Background: Identification and modification of cardiovascular risk factors is paramount to reducing cardiovascular disease morbidity and mortality. Hypertension is a major risk factor for cardiovascular disease, but its association with height remains largely underrecognized. Objectives: The objective of this manuscript is to review the evidence examining the association between blood pressure and human stature and to summarize the plausible pathophysiological mechanisms behind such an association. Methods: A systematic review of adult human height and its association with hypertension and coronary artery disease was undertaken. The literature evidence is summarized and tabulated, and an overview of the pathophysiological basis for this association is presented. Results: Shorter arterial lengths found in shorter individuals may predispose to hypertension in a complex hemodynamic interplay, which is explained predominantly by summated arterial wave reflections and an elevated augmentation index. Our systemic review suggests that an inverse relationship between adult height and blood pressure exists. However, differences in the studied populations and heterogeneity in the methods applied across the various studies limit the generalizability of these findings and their clinical application. Conclusion: Physiological studies and epidemiological data suggest a potential inverse association between adult height and blood pressure. Further research is required to define the relationship more clearly between adult height and blood pressure and to assess whether antihypertensive therapeutic approaches and goals should be modified according to patients’ heights.
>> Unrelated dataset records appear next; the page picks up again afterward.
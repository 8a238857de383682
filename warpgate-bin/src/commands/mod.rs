pub(crate) mod extract;
pub(crate) mod probe;
pub(crate) mod tiers;

pub(crate) use extract::extract;
pub(crate) use probe::probe;
pub(crate) use tiers::tiers;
Cardiovascular disease imparts an enormous global impact [1] with >75 million affected in the USA alone [2]. Risk factors for cardiovascular disease are identified and modified when feasible, and hypertension figures prominently among them. The latest research has stressed the importance of controlling hypertension, and the SPRINT trial [3] results shifted national and international guidelines towards stricter standards for arterial blood pressure control. Obesity, smoking, lack of physical exercise, and dietary elements are all well-known modifiable risk factors [4]. Certain nonmodifiable risk factors, such as family history, age, and biological sex, are also well established. Height, while factored into the BMI formula, is a less recognized modifier for hypertension. The guideline statements from major cardiovascular disease associations, including the American College of Cardiology and the American Heart Association [5, 6], as well as the European Society of Cardiology and the European Society of Hypertension [7], do not include any reference to height as a modifier for patients’ arterial blood pressure, except as it relates to their BMI or echocardiographic measurements of cardiac structures. The aims of the current manuscript are to review the evidence examining the association between blood pressure and human stature and to summarize the plausible pathophysiological mechanisms behind such an association.

The pathophysiology of hypertension is multifaceted and complex, involving interplay between genetic predisposition, cardiovascular and arterial hemodynamics, structural/architectural changes of blood vessels, and neurohormonal cascades. The mechanism of hypertension often varies with the age of the patient. In children and younger adults, increased cardiac output is the primary contributor. In the middle aged, systemic vascular resistance plays a larger role, and in the elderly, stiffening of the major vessels (decreased compliance) factors heavily [8]. While the overarching mechanism of hypertension can be generalized by age range, there are many factors that may contribute to an individual patient’s disease, including rare genetic disorders, environmental and lifestyle factors (dietary sodium, smoking, cardiovascular exercise, and alcohol), and neurohormonal (including renin-angiotensin axis) abnormalities [6].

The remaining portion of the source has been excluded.